At the time of writing gold is trading at $1,350 per ounce which is almost 25% below its 52-week high of $1,792 reached in December 2012. Furthermore, the outlook for gold remains relatively pessimistic with it expected to have an average price per ounce during 2013 of $1,400, which will fall to $1,300 in 2014. This significant fall in the price of gold will impact the profitability of gold miners and in particular those high costs operators such as Gran Colombia.

But investors should be aware that as the chart below illustrates Gran Colombia is a particularly high cost operator in comparison to its peers, with an average total cash cost per ounce of $1,281 in the first quarter 2013. This is more than 39% higher than Barrick Gold (ABX) and more than double Buenaventura (BVN) and New Gold (NGD).

(click to enlarge)

Source data: Gran Colombia, Barrick Gold, Buenaventura and New Gold Financial Filings 1Q13.

Furthermore, with the gold price continuing to fall and the outlook less than optimistic I do not believe that Gran Colombia's current production is sustainable on total cash cost basis unless there is a significant reduction in the average cash cost per ounce to under $1,000.

Financial performance is improving

Gran Colombia's financial performance for some time now has been in decline with the company having reported a net loss for the three quarters prior to the first quarter 2013. These losses have been predominantly driven by issues relating to costs, exploration and development expenses and fair value adjustments. For the first quarter 2013 despite revenue remaining flat QoQ and falling by 12% YoY, the company saw its net income increase significantly both in comparison to the previous quarter and the equivalent period in the previous year to $10 million, as the financial snapshot below illustrates.

Source data: Gran Colombia Financial Filings 1Q12 to 1Q13.

However, disappointingly this significant jump in net income was not driven by sales growth or reduced costs but by mark-to-market (MTM) gains of $15.5 million on the value of financial instruments held by the company. This includes a MTM gain of $13.5 million on the Silver Notes and a $2.4 million gain on the Gold Notes held by Gran Colombia. While any income is desirable for investors, I would like to see Gran Colombia grow consistently both its revenue and net income as a means of demonstrating to investors that its core gold mining operations are sustainable and profitable.
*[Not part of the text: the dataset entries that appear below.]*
impl Clock for SystemClock {
    fn now(&self) -> NaiveDateTime {
        now_local()
    }
}

/// Always reports the same instant.
#[derive(Debug, Clone, Copy)]
pub struct FixedClock(pub NaiveDateTime);

impl Clock for FixedClock {
    fn now(&self) -> NaiveDateTime {
        self.0
    }
}

/// Control messages for a mounted display.
#[derive(Debug)]
pub enum Command {
    Pause,
    Resume,
    RefreshContent,
    RefreshPrayer,
    Snapshot(oneshot::Sender<DisplaySnapshot>),
}

#[derive(Debug, Error)]
pub enum HandleError {
    #[error("display is no longer running")]
    Closed,
    #[error("display task failed: {0}")]
    Join(#[from] JoinError),
}

type ContentFetch = (FetchTicket, Result<Playlist, DisplayError>);
type PrayerFetch = (FetchTicket, Result<PrayerSchedule, DisplayError>);

#[derive(Default)]
struct InFlight {
    content: JoinSet<ContentFetch>,
    prayer: JoinSet<PrayerFetch>,
    heartbeat: JoinSet<Result<(), DisplayError>>,
}

/// A controller wired to its collaborators, ready to be mounted.
pub struct DisplayRuntime<R, S, C> {
    controller: DisplayController,
    repo: Arc<R>,
    sink: S,
    clock: C,
    settings: DisplaySettings,
    last_period: Option<Option<String>>,
    fetch_failures: u64,
}

impl<R, S, C> DisplayRuntime<R, S, C>
where
    R: ContentRepository + StatusReporter,
    S: DisplaySink,
    C: Clock,
{
    pub fn new(
        controller: DisplayController,
        repo: Arc<R>,
        sink: S,
        clock: C,
        settings: DisplaySettings,
    ) -> Self {
        Self {
            controller,
            repo,
            sink,
            clock,
            settings,
            last_period: None,
            fetch_failures: 0,
        }
    }

    /// Mount the display on a new task. Must be called within a tokio runtime.
    pub fn spawn(self) -> MountedDisplay {
        let session = new_session_id();
        let (commands, commands_rx) = mpsc::unbounded_channel();
        let (shutdown, shutdown_rx) = oneshot::channel();
        let span = info_span!("display", %session, zone = %self.controller.overlay().zone_id());
        let task = tokio::spawn(self.run(session, commands_rx, shutdown_rx).instrument(span));
        MountedDisplay {
            session,
            commands,
            shutdown: Some(shutdown),
            task,
        }
    }

    async fn run(
        mut self,
        session: Ulid,
        mut commands: mpsc::UnboundedReceiver<Command>,
        mut shutdown: oneshot::Receiver<()>,
    ) -> DisplayController {
        let mut in_flight = InFlight::default();
        let started = Instant::now();

        let before = self.controller.state();
        let tickets = self.controller.mount();
        self.emit_state(before);
        self.check_black_screen(self.clock.now());
        for ticket in tickets {
            self.start_fetch(ticket, &mut in_flight);
        }

        let mut content_timer = repeating(self.settings.content_refresh);
        let mut prayer_timer = repeating(self.settings.prayer_refresh);
        let mut heartbeat_timer = self.settings.heartbeat.map(repeating);

        let rotation = sleep_until(deadline(self.controller.engine().current_dwell()));
        tokio::pin!(rotation);

        loop {
            tokio::select! {
                biased;

                _ = &mut shutdown => break,

                Some(command) = commands.recv() => {
                    self.handle_command(command, &mut in_flight);
                }

                Some(joined) = in_flight.content.join_next(), if !in_flight.content.is_empty() => {
                    self.finish_content(joined, rotation.as_mut());
                }

                Some(joined) = in_flight.prayer.join_next(), if !in_flight.prayer.is_empty() => {
                    self.finish_prayer(joined);
                }

                Some(joined) = in_flight.heartbeat.join_next(),
                    if !in_flight.heartbeat.is_empty() =>
                {
                    match joined {
                        Ok(Ok(())) => debug!("heartbeat sent"),
                        Ok(Err(error)) => warn!(%error, "heartbeat failed"),
                        Err(error) => warn!(%error, "heartbeat task failed"),
                    }
                }

                () = &mut rotation, if self.controller.state() == DisplayState::Displaying => {
                    self.on_rotation_tick();
                    rotation.as_mut().reset(deadline(self.controller.engine().current_dwell()));
                }

                _ = content_timer.tick() => {
                    if let Some(ticket) = self.controller.request(Resource::Content) {
                        debug!("scheduled content refresh");
                        self.start_fetch(ticket, &mut in_flight);
                    }
                }

                _ = prayer_timer.tick() => {
                    if let Some(ticket) = self.controller.request(Resource::Prayer) {
                        debug!("scheduled prayer refresh");
                        self.start_fetch(ticket, &mut in_flight);
                    }
                }

                () = next_tick(&mut heartbeat_timer) => {
                    self.send_heartbeat(session, started, &mut in_flight);
                }
            }
        }

        // Abort before unmounting so nothing in flight outlives the mount.
        drop(in_flight);
        let before = self.controller.state();
        self.controller.unmount();
        self.emit_state(before);
        info!("display unmounted");
        self.controller
    }

    fn start_fetch(&self, ticket: FetchTicket, in_flight: &mut InFlight) {
        let repo = Arc::clone(&self.repo);
        match ticket.resource() {
            Resource::Content => {
                let today = self.clock.now().date();
                in_flight
                    .content
                    .spawn(async move { (ticket, repo.fetch_active_content(today).await) });
            }
            Resource::Prayer => {
                let zone = self.controller.overlay().zone_id().to_string();
                in_flight
                    .prayer
                    .spawn(async move { (ticket, repo.fetch_prayer_schedule(&zone).await) });
            }
        }
    }

    /// One heartbeat at a time; a tick that finds one still out is skipped.
    fn send_heartbeat(&self, session: Ulid, started: Instant, in_flight: &mut InFlight) {
        if !in_flight.heartbeat.is_empty() {
            debug!("previous heartbeat still in flight; skipping");
            return;
        }
        let report = self.heartbeat(session, started);
        let repo = Arc::clone(&self.repo);
        in_flight
            .heartbeat
            .spawn(async move { repo.report_status(report).await });
    }

    fn heartbeat(&self, session: Ulid, started: Instant) -> HeartbeatReport {
        let snapshot = self.controller.snapshot(self.clock.now());
        HeartbeatReport {
            is_online: true,
            session,
            state: snapshot.state,
            current_item: snapshot.current.map(|item| item.id),
            playlist_len: snapshot.playlist_len,
            playlist_version: snapshot.rotation.playlist_version,
            schedule_stale: snapshot.schedule_stale,
            black_screen: snapshot.black_screen,
            error_count: self.fetch_failures,
            last_error: snapshot.last_error,
            uptime_secs: started.elapsed().as_secs(),
        }
    }

    fn handle_command(&mut self, command: Command, in_flight: &mut InFlight) {
        match command {
            Command::Pause => {
                info!("rotation paused");
                self.controller.pause();
            }
            Command::Resume => {
                info!("rotation resumed");
                self.controller.resume();
            }
            Command::RefreshContent => {
                if let Some(ticket) = self.controller.request(Resource::Content) {
                    self.start_fetch(ticket, in_flight);
                }
            }
            Command::RefreshPrayer => {
                if let Some(ticket) = self.controller.request(Resource::Prayer) {
                    self.start_fetch(ticket, in_flight);
                }
            }
            Command::Snapshot(reply) => {
                let _ = reply.send(self.controller.snapshot(self.clock.now()));
            }
        }
    }

    /// A panicked fetch task still settles its ticket, as a network failure.
    fn unwrap_joined<T>(
        &self,
        resource: Resource,
        joined: Result<(FetchTicket, Result<T, DisplayError>), JoinError>,
    ) -> Option<(FetchTicket, Result<T, DisplayError>)> {
        match joined {
            Ok(done) => Some(done),
            Err(e) => {
                let ticket = self.controller.pending(resource)?;
                Some((ticket, Err(DisplayError::Network(format!("fetch task failed: {e}")))))
            }
        }
    }

    fn finish_content(
        &mut self,
        joined: Result<ContentFetch, JoinError>,
        rotation: Pin<&mut Sleep>,
    ) {
        let Some((ticket, result)) = self.unwrap_joined(Resource::Content, joined) else {
            return;
        };
        match self.controller.apply_content(ticket, result) {
            ContentApplied::Discarded => {}
            ContentApplied::Loaded { outcome, previous } => {
                self.emit_state(previous);
                let uncovered = self.check_black_screen(self.clock.now());
                let restarted =
                    previous != DisplayState::Displaying || outcome == LoadOutcome::Reset;
                if !uncovered && (restarted || outcome == LoadOutcome::Preserved) {
                    self.show_current();
                }
                if restarted || uncovered {
                    rotation.reset(deadline(self.controller.engine().current_dwell()));
                }
            }
            ContentApplied::Failed { error, previous } => {
                self.emit_state(previous);
                self.fetch_failed(Resource::Content, &error);
            }
        }
    }

    fn fetch_failed(&mut self, resource: Resource, error: &DisplayError) {
        self.fetch_failures += 1;
        self.sink.render(RenderEvent::FetchFailed {
            resource,
            error: error.to_string(),
        });
    }

    fn finish_prayer(&mut self, joined: Result<PrayerFetch, JoinError>) {
        let Some((ticket, result)) = self.unwrap_joined(Resource::Prayer, joined) else {
            return;
        };
        let now = self.clock.now();
        match self.controller.apply_prayer(ticket, result, now) {
            PrayerApplied::Discarded => {}
            PrayerApplied::Updated => {
                let overlay = self.controller.overlay();
                if let Some(schedule) = overlay.schedule() {
                    self.sink.render(RenderEvent::PrayerUpdated {
                        schedule: schedule.clone(),
                        stale: overlay.is_stale(now.date()),
                    });
                }
                self.check_period(now);
            }
            PrayerApplied::Failed(error) => self.fetch_failed(Resource::Prayer, &error),
        }
    }

    fn on_rotation_tick(&mut self) {
        let now = self.clock.now();
        // The held item gets a full dwell once the screen is uncovered.
        if !self.check_black_screen(now) {
            match self.controller.tick() {
                Some(Tick::Advanced { .. }) => self.show_current(),
                Some(Tick::Repeated) => self.sink.render(RenderEvent::Ticked {
                    index: self.controller.engine().state().current_index,
                }),
                Some(Tick::Suppressed | Tick::Empty) | None => {}
            }
        }
        self.check_period(now);
    }

    /// Apply black-screen changes at `now`. True when the screen was just
    /// uncovered, in which case the current item has been shown again.
    fn check_black_screen(&mut self, now: NaiveDateTime) -> bool {
        match self.controller.update_black_screen(now) {
            Some(BlackScreenChange::Started(window)) => {
                self.sink.render(RenderEvent::BlackScreenStarted {
                    remaining_secs: window.remaining(now).map_or(0, |left| left.as_secs()),
                    message: window.message,
                    until: window.end,
                });
                false
            }
            Some(BlackScreenChange::Ended) => {
                self.sink.render(RenderEvent::BlackScreenEnded);
                if self.controller.state() == DisplayState::Displaying {
                    self.show_current();
                }
                true
            }
            None => false,
        }
    }

    fn show_current(&mut self) {
        if self.controller.black_screen().is_some() {
            return;
        }
        let engine = self.controller.engine();
        let event = match engine.current() {
            Some(item) => {
                let state = engine.state();
                RenderEvent::item_shown(item, state.current_index, state.playlist_version)
            }
            None => RenderEvent::ItemCleared,
        };
        self.sink.render(event);
    }

    /// Emit `PeriodChanged` when the prayer window differs from the last one shown.
    fn check_period(&mut self, now: NaiveDateTime) {
        let overlay = self.controller.overlay();
        if overlay.schedule().is_none() {
            return;
        }
        let current = overlay.current_period(now.time()).map(str::to_string);
        if self.last_period.as_ref() == Some(&current) {
            return;
        }
        let next = overlay.next_prayer(now);
        self.last_period = Some(current.clone());
        self.sink.render(RenderEvent::PeriodChanged { current, next });
    }

    fn emit_state(&mut self, before: DisplayState) {
        let after = self.controller.state();
        if before != after {
            self.sink.render(RenderEvent::StateChanged { from: before, to: after });
        }
    }
}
Exploration and mine development outlook is positive

As I indicated in my last review of Gran Colombia, exploration and mine development are key to the company's growth, particularly with regard to increasing proven and probable reserves, production and ore quality. This includes the company needing to continue developing both its Segovia and Marmato operations as well as continuing its exploration projects to build its reserves.

Marmato upgrade

During 2013 the company has scheduled a range of improvements to its Marmato mining operations including the upgrading of the crusher being scheduled for the second quarter 2013 and the modernization and expansion of that location's underground operation there commencing in the third quarter 2013. This upgrade includes an assessment of the Marmato operations resources in order to develop further growth strategies.

Segovia upgrade

The company continues to press on with developing its Segovia operations in order to boost production and head grades, which should be completed by the end of second quarter 2013. It is also focused on bringing on line the Pampa Verde operation which includes:

Providing mechanized mining access to the Providencia, Silencio and Sandra K mines.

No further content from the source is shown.